-- Opening Marker --

//! End-to-end dispatch behaviour across stores, channels and the worker pool.

use std::sync::Arc;
use std::sync::atomic::{AtomicBool, AtomicU32, Ordering};
use std::time::Duration;

use async_trait::async_trait;
use chrono::Utc;
use notify_engine::Error;
use notify_engine::channel::{Channel, PushChannel, PushError};
use notify_engine::config::EngineConfig;
use notify_engine::database;
use notify_engine::dispatch::{ErrorListener, ProcessOutcome, PushDispatcher, PushResult};
use notify_engine::model::{
    Dispatch, MessageKind, Notification, NotificationType, Preferences, PushChannelPreferences,
    PushState, PushStatus, Version,
};
use notify_engine::render::{MemoryTemplateRenderer, NotificationRenderService};
use notify_engine::services::ServiceContainer;
use notify_engine::store::{MemoryStore, NotificationStore, PreferencesStore, SqliteStore};
use notify_params::Params;
use parking_lot::Mutex;

/// Channel returning a fixed result, counting calls and detecting
/// overlapping pushes.
struct TestChannel {
    id: &'static str,
    result: Result<(), PushError>,
    delay: Duration,
    calls: AtomicU32,
    active: AtomicU32,
    overlapped: AtomicBool,
}

impl TestChannel {
    fn new(id: &'static str, result: Result<(), PushError>) -> Arc<Self> {
        Self::with_delay(id, result, Duration::ZERO)
    }

    fn with_delay(id: &'static str, result: Result<(), PushError>, delay: Duration) -> Arc<Self> {
        Arc::new(Self {
            id,
            result,
            delay,
            calls: AtomicU32::new(0),
            active: AtomicU32::new(0),
            overlapped: AtomicBool::new(false),
        })
    }

    fn calls(&self) -> u32 {
        self.calls.load(Ordering::SeqCst)
    }
}

impl Channel for TestChannel {
    fn id(&self) -> &str {
        self.id
    }

    fn notification_types(&self) -> &[NotificationType] {
        NotificationType::ALL
    }

    fn is_configured(&self, _params: &Params) -> bool {
        true
    }
}

#[async_trait]
impl PushChannel for TestChannel {
    fn new_default_preferences(&self) -> Option<PushChannelPreferences> {
        Some(PushChannelPreferences::new())
    }

    async fn push(&self, _notification: &Notification, _dispatch: &Dispatch) -> Result<(), PushError> {
        if self.active.fetch_add(1, Ordering::SeqCst) > 0 {
            self.overlapped.store(true, Ordering::SeqCst);
        }
        self.calls.fetch_add(1, Ordering::SeqCst);
        if !self.delay.is_zero() {
            tokio::time::sleep(self.delay).await;
        }
        self.active.fetch_sub(1, Ordering::SeqCst);
        self.result.clone()
    }
}

fn producer() -> Arc<NotificationRenderService> {
    let renderer = MemoryTemplateRenderer::new();
    renderer.register(
        "welcome",
        Version::Long,
        MessageKind::Text,
        "Subject: Welcome\n\nHello there",
    );
    Arc::new(NotificationRenderService::new(Arc::new(renderer)))
}

async fn dispatcher_over(
    notifications: Arc<dyn NotificationStore>,
    preferences: Arc<dyn PreferencesStore>,
    channels: Vec<Arc<dyn PushChannel>>,
) -> PushDispatcher {
    preferences
        .save_preferences(&Preferences::new("john"))
        .await
        .unwrap();

    let mut builder = PushDispatcher::builder()
        .notification_store(notifications)
        .preferences_store(preferences)
        .content_producer(producer());
    for channel in channels {
        builder = builder.push_channel(channel);
    }
    builder.build().unwrap()
}

async fn memory_dispatcher(channels: Vec<Arc<dyn PushChannel>>) -> (Arc<MemoryStore>, PushDispatcher) {
    let store = Arc::new(MemoryStore::new());
    let dispatcher = dispatcher_over(store.clone(), store.clone(), channels).await;
    (store, dispatcher)
}

fn queued_with_errors(count: u32) -> Notification {
    let mut n = Notification::new("john", "welcome");
    n.restore_push_status(PushStatus {
        state: PushState::Queued,
        date: Utc::now(),
        error_count: count,
        error_message: Some("earlier failure".to_string()),
    });
    n
}

#[tokio::test(flavor = "multi_thread", worker_threads = 4)]
async fn concurrent_attempts_on_one_notification_do_not_overlap() {
    let channel = TestChannel::with_delay("a", Ok(()), Duration::from_millis(100));
    let (store, dispatcher) = memory_dispatcher(vec![channel.clone() as Arc<dyn PushChannel>]).await;
    let dispatcher = Arc::new(dispatcher);

    let mut n = Notification::new("john", "welcome");
    store.save(&mut n).await.unwrap();

    let queued = {
        let dispatcher = dispatcher.clone();
        let n = n.clone();
        tokio::spawn(async move { dispatcher.process_queued(&n).await })
    };
    let now = {
        let dispatcher = dispatcher.clone();
        let n = n.clone();
        tokio::spawn(async move { dispatcher.dispatch_now(n).await })
    };

    let queued = queued.await.unwrap().unwrap();
    let now = now.await.unwrap().unwrap();

    assert!(!channel.overlapped.load(Ordering::SeqCst));
    assert_eq!(channel.calls(), 1);
    assert_eq!(now.push_state(), PushState::Pushed);
    assert!(matches!(
        queued,
        ProcessOutcome::Skipped | ProcessOutcome::Processed(PushResult::Success)
    ));

    let stored = store.get(n.id().unwrap()).await.unwrap().unwrap();
    assert_eq!(stored.push_state(), PushState::Pushed);
}

#[tokio::test]
async fn dispatch_now_persistent_failure_leaves_no_record() {
    let channel = TestChannel::new("a", Err(PushError::persistent("mailbox does not exist")));
    let (store, dispatcher) = memory_dispatcher(vec![channel.clone() as Arc<dyn PushChannel>]).await;

    let err = dispatcher
        .dispatch_now(Notification::new("john", "welcome"))
        .await
        .unwrap_err();

    assert!(matches!(err, Error::Dispatch(_)));
    assert!(err.to_string().contains("mailbox does not exist"));
    assert!(store.is_empty());
    assert_eq!(channel.calls(), 1);
}

#[tokio::test]
async fn third_temporary_failure_is_rescheduled_two_hours_out() {
    let channel = TestChannel::new("a", Err(PushError::temporary("connection reset")));
    let (store, dispatcher) = memory_dispatcher(vec![channel as Arc<dyn PushChannel>]).await;

    let mut n = queued_with_errors(2);
    let id = store.save(&mut n).await.unwrap();

    let before = Utc::now();
    let outcome = dispatcher.process_queued(&n).await.unwrap();
    let after = Utc::now();
    assert_eq!(outcome, ProcessOutcome::Processed(PushResult::TemporaryError));

    let stored = store.get(id).await.unwrap().unwrap();
    assert_eq!(stored.push_state(), PushState::Queued);
    assert_eq!(stored.push_error_count(), 3);
    assert!(stored.push_error_message().unwrap().contains("connection reset"));

    let backoff = chrono::Duration::milliseconds(7_200_000);
    assert!(stored.push_date() >= before + backoff);
    assert!(stored.push_date() <= after + backoff);

    // Not eligible again until the backoff has elapsed
    assert!(store.get_next(Utc::now()).await.unwrap().is_none());
}

#[tokio::test]
async fn fourth_temporary_failure_gives_up() {
    let channel = TestChannel::new("a", Err(PushError::temporary("connection reset")));
    let (store, dispatcher) = memory_dispatcher(vec![channel as Arc<dyn PushChannel>]).await;

    let mut n = queued_with_errors(3);
    let id = store.save(&mut n).await.unwrap();

    assert_eq!(
        dispatcher.process_next().await.unwrap(),
        Some(ProcessOutcome::Processed(PushResult::TemporaryError))
    );

    let stored = store.get(id).await.unwrap().unwrap();
    assert_eq!(stored.push_state(), PushState::Undeliverable);
    assert_eq!(stored.push_error_count(), 4);
    assert!(dispatcher.process_next().await.unwrap().is_none());
}

#[tokio::test]
async fn one_successful_channel_is_enough() {
    let good = TestChannel::new("a", Ok(()));
    let bad = TestChannel::new("b", Err(PushError::persistent("rejected")));
    let (store, dispatcher) = memory_dispatcher(vec![
        good.clone() as Arc<dyn PushChannel>,
        bad.clone() as Arc<dyn PushChannel>,
    ])
    .await;

    let reported = Arc::new(Mutex::new(Vec::new()));
    let sink = reported.clone();
    let listener: Arc<dyn ErrorListener> = Arc::new(
        move |_n: &Notification, channel: &dyn PushChannel, err: &PushError| {
            sink.lock().push((channel.id().to_string(), err.is_temporary()));
        },
    );
    dispatcher.add_error_listener(listener);

    let mut n = Notification::new("john", "welcome");
    let id = store.save(&mut n).await.unwrap();

    assert_eq!(
        dispatcher.process_next().await.unwrap(),
        Some(ProcessOutcome::Processed(PushResult::Success))
    );

    let stored = store.get(id).await.unwrap().unwrap();
    assert_eq!(stored.push_state(), PushState::Pushed);
    assert_eq!(stored.push_error_count(), 0);
    assert_eq!(good.calls(), 1);
    assert_eq!(bad.calls(), 1);
    assert_eq!(*reported.lock(), vec![("b".to_string(), false)]);
}

#[tokio::test]
async fn no_applicable_channel_stays_queued() {
    let channel = TestChannel::new("a", Ok(()));
    let (store, dispatcher) = memory_dispatcher(vec![channel.clone() as Arc<dyn PushChannel>]).await;

    // Forced to a channel that is not registered
    let mut n = Notification::new("john", "welcome").force_channel("sms");
    let id = store.save(&mut n).await.unwrap();

    assert_eq!(
        dispatcher.process_next().await.unwrap(),
        Some(ProcessOutcome::Processed(PushResult::TemporaryError))
    );

    let stored = store.get(id).await.unwrap().unwrap();
    assert_eq!(stored.push_state(), PushState::Queued);
    assert_eq!(stored.push_error_count(), 1);
    assert_eq!(channel.calls(), 0);
}

#[tokio::test(flavor = "multi_thread", worker_threads = 2)]
async fn worker_pool_delivers_enqueued_notifications() {
    let channel = TestChannel::new("a", Ok(()));
    let store = Arc::new(MemoryStore::new());
    store
        .save_preferences(&Preferences::new("john"))
        .await
        .unwrap();

    let config = EngineConfig {
        worker_count: 2,
        ..Default::default()
    };
    let container = ServiceContainer::new(
        config,
        store.clone(),
        store.clone(),
        producer(),
        vec![channel.clone() as Arc<dyn PushChannel>],
    )
    .unwrap();
    container.start();

    let n = container
        .service()
        .enqueue(Notification::new("john", "welcome"))
        .await
        .unwrap();
    let id = n.id().unwrap();

    let pushed = tokio::time::timeout(Duration::from_secs(5), async {
        loop {
            let stored = store.get(id).await.unwrap().unwrap();
            if stored.push_state() == PushState::Pushed {
                return stored;
            }
            tokio::time::sleep(Duration::from_millis(20)).await;
        }
    })
    .await
    .expect("worker did not deliver the notification");

    assert_eq!(pushed.push_error_count(), 0);
    assert_eq!(channel.calls(), 1);

    container.shutdown().await.unwrap();
    assert!(!container.worker_pool().is_running());
}

#[tokio::test]
async fn sqlite_store_round_trip_through_dispatcher() {
    let pool = database::init_memory_pool().await.unwrap();
    database::run_migrations(&pool).await.unwrap();
    let store = Arc::new(SqliteStore::new(pool));

    let channel = TestChannel::new("a", Err(PushError::temporary("try later")));
    let dispatcher = dispatcher_over(
        store.clone(),
        store.clone(),
        vec![channel as Arc<dyn PushChannel>],
    )
    .await;

    let mut n = Notification::new("john", "welcome").with_type(NotificationType::Public);
    let id = store.save(&mut n).await.unwrap();

    assert_eq!(
        dispatcher.process_next().await.unwrap(),
        Some(ProcessOutcome::Processed(PushResult::TemporaryError))
    );

    let stored = store.get(id).await.unwrap().unwrap();
    assert_eq!(stored.push_state(), PushState::Queued);
    assert_eq!(stored.push_error_count(), 1);
    assert_eq!(stored.notification_type(), NotificationType::Public);

    assert!(store.get_next(Utc::now()).await.unwrap().is_none());
    let later = Utc::now() + chrono::Duration::minutes(2);
    assert_eq!(
        store.get_next(later).await.unwrap().and_then(|n| n.id()),
        Some(id)
    );
}

#[tokio::test]
async fn unreadable_preferences_do_not_block_the_queue() {
    let pool = database::init_memory_pool().await.unwrap();
    database::run_migrations(&pool).await.unwrap();
    let store = Arc::new(SqliteStore::new(pool));

    let channel = TestChannel::new("a", Ok(()));
    let dispatcher = dispatcher_over(
        store.clone(),
        store.clone(),
        vec![channel.clone() as Arc<dyn PushChannel>],
    )
    .await;

    sqlx::query("INSERT INTO preferences (user_id, params, channel_prefs) VALUES ('bad', '{}', 'not json')")
        .execute(store.pool())
        .await
        .unwrap();

    let mut stuck = Notification::new("bad", "welcome");
    stuck.restore_push_status(PushStatus::queued(Utc::now() - chrono::Duration::minutes(5)));
    let stuck_id = store.save(&mut stuck).await.unwrap();
    let mut n = Notification::new("john", "welcome");
    let id = store.save(&mut n).await.unwrap();

    assert_eq!(
        dispatcher.process_next().await.unwrap(),
        Some(ProcessOutcome::Processed(PushResult::TemporaryError))
    );
    assert_eq!(
        dispatcher.process_next().await.unwrap(),
        Some(ProcessOutcome::Processed(PushResult::Success))
    );

    let stuck = store.get(stuck_id).await.unwrap().unwrap();
    assert_eq!(stuck.push_state(), PushState::Queued);
    assert_eq!(stuck.push_error_count(), 1);
    assert!(
        stuck
            .push_error_message()
            .unwrap()
            .contains("cannot load preferences")
    );

    let delivered = store.get(id).await.unwrap().unwrap();
    assert_eq!(delivered.push_state(), PushState::Pushed);
    assert_eq!(channel.calls(), 1);
}

#[tokio::test(flavor = "multi_thread", worker_threads = 2)]
async fn shutdown_lets_in_flight_push_finish() {
    let channel = TestChannel::with_delay("a", Ok(()), Duration::from_millis(200));
    let store = Arc::new(MemoryStore::new());
    store
        .save_preferences(&Preferences::new("john"))
        .await
        .unwrap();

    let container = ServiceContainer::new(
        EngineConfig::default(),
        store.clone(),
        store.clone(),
        producer(),
        vec![channel.clone() as Arc<dyn PushChannel>],
    )
    .unwrap();
    container.start();

    let n = container
        .service()
        .enqueue(Notification::new("john", "welcome"))
        .await
        .unwrap();

    tokio::time::timeout(Duration::from_secs(5), async {
        while channel.calls() == 0 {
            tokio::time::sleep(Duration::from_millis(5)).await;
        }
    })
    .await
    .expect("push never started");

    container.shutdown().await.unwrap();

    let stored = store.get(n.id().unwrap()).await.unwrap().unwrap();
    assert_eq!(stored.push_state(), PushState::Pushed);
    assert_eq!(channel.calls(), 1);
    assert!(!container.worker_pool().is_running());
}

-- Closing Marker --

- What is required -
Copy all lines from the entries that contain the word "SeqCst".

- Response to the task -
        self.calls.load(Ordering::SeqCst)
        if self.active.fetch_add(1, Ordering::SeqCst) > 0 {
            self.overlapped.store(true, Ordering::SeqCst);
        self.calls.fetch_add(1, Ordering::SeqCst);
        self.active.fetch_sub(1, Ordering::SeqCst);
    assert!(!channel.overlapped.load(Ordering::SeqCst));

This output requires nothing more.